So /pulpcore_registry/v2/ is passed to /v2/ on the API app.

I don't recall exactly why we remapped this, but I suspect we had a conflict with something else. It's a big problem we've had: we provide Foreman, Pulp and RHSM all on the same vhost. I'm not sure what v2 conflicts (conflicted?) with.

ianballou commented 1 year ago

So /pulpcore_registry/v2/ is passed to /v2/ on the API app.

I don't recall exactly why we remapped this, but I suspect we had a conflict with something else. It's a big problem we've had: we provide Foreman, Pulp and RHSM all on the same vhost. I'm not sure what v2 conflicts (conflicted?) with.

Is this not why we remapped it? We need to have the Pulpcore registry hosted at one endpoint, and the Katello registry at another endpoint. I don't think both could live at /v2/

ekohl commented 1 year ago

Is this not why we remapped it? We need to have the Pulpcore registry hosted at one endpoint, and the Katello registry at another endpoint.

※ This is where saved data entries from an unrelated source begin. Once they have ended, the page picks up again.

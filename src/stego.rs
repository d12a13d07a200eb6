//! Hiding a short message inside ordinary text with zero-width characters.
//!
//! The message is base64 encoded and every two bits become one invisible
//! character. Those characters are slotted in right after whitespace of a
//! cover text: the first [`SEED_SLOTS`] slots hold a 16-bit seed, and the
//! seed shuffles the order in which the remaining slots receive the
//! payload. Whatever does not fit is appended after the cover text.

use std::collections::BTreeMap;

use base64::{engine::general_purpose::STANDARD, Engine as _};
use log::debug;
use rand::{seq::SliceRandom, SeedableRng};
use rand_chacha::ChaCha8Rng;
use thiserror::Error;

/// Symbols for the bit pairs `00`, `01`, `10` and `11`.
const ZERO_WIDTH: [char; 4] = ['\u{200B}', '\u{200C}', '\u{200D}', '\u{FEFF}'];

pub const SEED_SLOTS: usize = 8;

#[derive(Debug, Error, PartialEq)]
pub enum StegoError {
    #[error("cover text needs at least {needed} whitespace characters, found {found}")]
    CoverTooShort { needed: usize, found: usize },
    #[error("nothing to hide")]
    EmptyMessage,
    #[error("no hidden message found")]
    NoPayload,
    #[error("hidden message is corrupt: {0}")]
    Corrupt(String),
    #[error("cover text garbles the hidden message")]
    Unrecoverable
}

pub type StegoResult<T> = Result<T, StegoError>;

fn symbol_value(c: char) -> Option<u8> {
    ZERO_WIDTH.iter().position(|&zw| zw == c).map(|pos| pos as u8)
}

fn is_symbol(c: &char) -> bool {
    symbol_value(*c).is_some()
}

fn to_symbols(bytes: &[u8]) -> Vec<char> {
    bytes.iter()
        .flat_map(|&byte| [6u8, 4, 2, 0].map(|shift| ZERO_WIDTH[((byte >> shift) & 0b11) as usize]))
        .collect()
}

fn seed_symbols(seed: u16) -> Vec<char> {
    to_symbols(&seed.to_be_bytes())
}

/// Slots are the char indices directly following a whitespace character.
fn insertion_points(chars: &[char]) -> Vec<usize> {
    chars.iter().enumerate()
        .filter(|(_, c)| c.is_whitespace())
        .map(|(i, _)| i + 1)
        .collect()
}

fn shuffled_slots(seed: u16, count: usize) -> Vec<usize> {
    let mut slots: Vec<usize> = (0..count).collect();
    // output files depend on this order, so the generator must stay fixed
    slots.shuffle(&mut ChaCha8Rng::seed_from_u64(seed as u64));
    slots
}

pub fn hide(cover: &str, message: &str, seed: u16) -> StegoResult<String> {
    if message.is_empty() {
        return Err(StegoError::EmptyMessage);
    }
    let chars: Vec<char> = cover.chars().collect();
    let points = insertion_points(&chars);
    if points.len() < SEED_SLOTS {
        return Err(StegoError::CoverTooShort { needed: SEED_SLOTS, found: points.len() });
    }

    let payload = to_symbols(STANDARD.encode(message).as_bytes());
    let mut inserts: BTreeMap<usize, char> = points.iter().copied().zip(seed_symbols(seed)).collect();

    let remaining = &points[SEED_SLOTS..];
    let (placed, tail) = payload.split_at(payload.len().min(remaining.len()));
    for (symbol, slot) in placed.iter().zip(shuffled_slots(seed, remaining.len())) {
        inserts.insert(remaining[slot], *symbol);
    }
    debug!("hid {} symbols in text, {} appended", placed.len(), tail.len());

    let mut out = String::with_capacity(cover.len() + 3 * (payload.len() + SEED_SLOTS));
    for i in 0..=chars.len() {
        if let Some(symbol) = inserts.get(&i) {
            out.push(*symbol);
        }
        if let Some(c) = chars.get(i) {
            out.push(*c);
        }
    }
    out.extend(tail);
    Ok(out)
}

pub fn reveal(stego: &str) -> StegoResult<String> {
    let chars: Vec<char> = stego.chars().collect();
    let points = insertion_points(&chars);
    if points.len() < SEED_SLOTS {
        return Err(StegoError::NoPayload);
    }
    let symbol_at = |point: usize| chars.get(point).copied().filter(is_symbol);

    let seed = points[..SEED_SLOTS].iter()
        .map(|&point| symbol_at(point).and_then(symbol_value).unwrap_or(0) as u16)
        .fold(0u16, |seed, pair| (seed << 2) | pair);

    let remaining = &points[SEED_SLOTS..];
    let mut payload: Vec<char> = shuffled_slots(seed, remaining.len())
        .into_iter()
        .filter_map(|slot| symbol_at(remaining[slot]))
        .collect();

    let all_symbols: Vec<char> = chars.iter().copied().filter(is_symbol).collect();
    let tail_len = all_symbols.len().saturating_sub(SEED_SLOTS + payload.len());
    payload.extend_from_slice(&all_symbols[all_symbols.len() - tail_len..]);

    if payload.is_empty() {
        return Err(StegoError::NoPayload);
    }

    let encoded: Vec<u8> = payload.chunks_exact(4)
        .map(|quad| quad.iter()
            .filter_map(|&c| symbol_value(c))
            .fold(0u8, |byte, pair| (byte << 2) | pair))
        .collect();
    let decoded = STANDARD.decode(&encoded).map_err(|err| StegoError::Corrupt(err.to_string()))?;
    String::from_utf8(decoded).map_err(|err| StegoError::Corrupt(err.to_string()))
}

/// Like [`hide`], but reads the message back out of the result and fails
/// unless it comes back intact.
pub fn hide_verified(cover: &str, message: &str, seed: u16) -> StegoResult<String> {
    let hidden = hide(cover, message, seed)?;
    match reveal(&hidden) {
        Ok(recovered) if recovered == message => Ok(hidden),
        _ => Err(StegoError::Unrecoverable)
    }
}

/// The cover text with every hidden symbol removed.
pub fn strip(stego: &str) -> String {
    stego.chars().filter(|c| !is_symbol(c)).collect()
}


#[cfg(test)]
mod tests {
    use super::*;
    use rstest::{fixture, rstest};

    const URL: &str = "https://www.youtube.com/watch?v=uTJ-7oPkcg4";

    #[fixture]
    fn cover() -> String {
        "Pea fanongo ai a Kitea oku iai ae pango i Hahake, pea mole ai o alu ki Hahake ke kumi kiai.\n\
         Pea au atu ae pango fefine ko Kitea, oku fai ae huo maala ae pango tangata ko Tapu.\n".repeat(20)
    }

    #[rstest]
    fn hide_and_reveal(cover: String) {
        let stego = hide(&cover, URL, 0xBEEF).unwrap();
        assert_ne!(stego, cover);
        assert_eq!(strip(&stego), cover);
        assert_eq!(reveal(&stego).unwrap(), URL);
    }

    #[rstest]
    #[case(0)]
    #[case(1)]
    #[case(u16::MAX)]
    fn any_seed(cover: String, #[case] seed: u16) {
        let stego = hide(&cover, URL, seed).unwrap();
        assert_eq!(reveal(&stego).unwrap(), URL);
    }

    #[rstest]
    fn overflow_goes_to_the_end() {
        let cover = "a b c d e f g h i j k";
        let stego = hide(cover, URL, 42).unwrap();
        assert!(stego.starts_with('a'));
        assert!(stego.ends_with(|c: char| is_symbol(&c)));
        assert_eq!(strip(&stego), cover);
        assert_eq!(reveal(&stego).unwrap(), URL);
    }

    #[rstest]
    fn trailing_whitespace_cover() {
        let cover = "one two three four five six seven eight nine ten \n";
        let stego = hide(cover, "hi", 7).unwrap();
        assert_eq!(reveal(&stego).unwrap(), "hi");
    }

    #[rstest]
    fn verified_hide(cover: String) {
        assert_eq!(hide_verified(&cover, URL, 9).unwrap(), hide(&cover, URL, 9).unwrap());
    }

    #[rstest]
    fn stray_symbols_in_cover_are_caught(cover: String) {
        let tainted = format!("{}end\u{200C}\u{200C}\u{200C}\u{200C}", cover);
        assert_eq!(hide_verified(&tainted, URL, 9), Err(StegoError::Unrecoverable));
    }

    #[test]
    fn slot_order_is_fixed_per_seed() {
        assert_eq!(shuffled_slots(1234, 40), shuffled_slots(1234, 40));
        assert_ne!(shuffled_slots(1, 40), shuffled_slots(2, 40));

        let mut sorted = shuffled_slots(1234, 40);
        sorted.sort();
        assert_eq!(sorted, (0..40).collect::<Vec<_>>());
    }

    #[rstest]
    fn cover_too_short() {
        assert_eq!(hide("too short", URL, 1), Err(StegoError::CoverTooShort { needed: SEED_SLOTS, found: 1 }));
    }

    #[rstest]
    fn empty_message(cover: String) {
        assert_eq!(hide(&cover, "", 1), Err(StegoError::EmptyMessage));
    }

    #[rstest]
    fn plain_text_has_nothing(cover: String) {
        assert_eq!(reveal(&cover), Err(StegoError::NoPayload));
        assert_eq!(reveal("short"), Err(StegoError::NoPayload));
    }

    #[test]
    fn symbols_encode_bit_pairs() {
        // 0b00_01_10_11
        assert_eq!(to_symbols(&[0x1B]), vec!['\u{200B}', '\u{200C}', '\u{200D}', '\u{FEFF}']);
        assert_eq!(seed_symbols(0).len(), SEED_SLOTS);
    }
}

I don't think both could live at /v2/

Oh yes, I think that's it. https://github.com/Katello/katello/blob/master/config/routes/api/registry.rb appears to be that. And we have https://github.com/Katello/smart_proxy_container_gateway on the content proxies (AKA capsules), which are configure via https://github.com/theforeman/puppet-foreman_proxy_content/blob/master/manifests/container.pp

So I wouldn't expect end users to access /pulpcore_registry. We still mount /v2 to a container registry. There are just many layers in between that make it hard to follow.

stbergmann commented 1 year ago

So I wouldn't expect end users to access /pulpcore_registry. We still mount /v2 to a container registry. There are just many layers in between that make it hard to follow.

I'm not sure what to make of the above.

At least for my centos8-katello-devel-stable.example.com test setup, where I'm providing the sample flatpaks "cheese" and "f38/flatpak-runtime" from https://registry.fedoraproject.org/: curl https://centos8-katello-devel-stable.example.com/pulpcore_registry/v2/_catalog returns the expected {"repositories":["default_organization-test1-cheese","default_organization-test1-f38_flatpak-runtime"]}, while curl https://centos8-katello-devel-stable.example.com/v2/_catalog returns the unhelpful empty {"repositories":[]}.

And trying to install that sample "cheese" flatpak via

flatpak remote-add test oci+https://centos8-katello-devel-stable.example.com/pulpcore_registry/
flatpak install test org.gnome.Cheese

(where the given oci+https://centos8-katello-devel-stable.example.com/pulpcore_registry/ is the place at which the flatpak executable expects to find the flatpak index, see https://github.com/flatpak/flatpak-oci-specs/blob/main/registry-index.md) fails when https://centos8-katello-devel-stable.example.com/pulpcore_registry/index/static?label:org.flatpak.ref:exists=1 currently returns "Repository": "https://centos8-katello-devel-stable.example.com" (at which place the flatpak executable expects to find the relevant v2 API), but would work if it returned "Repository": "https://centos8-katello-devel-stable.example.com/pulpcore_registry" instead.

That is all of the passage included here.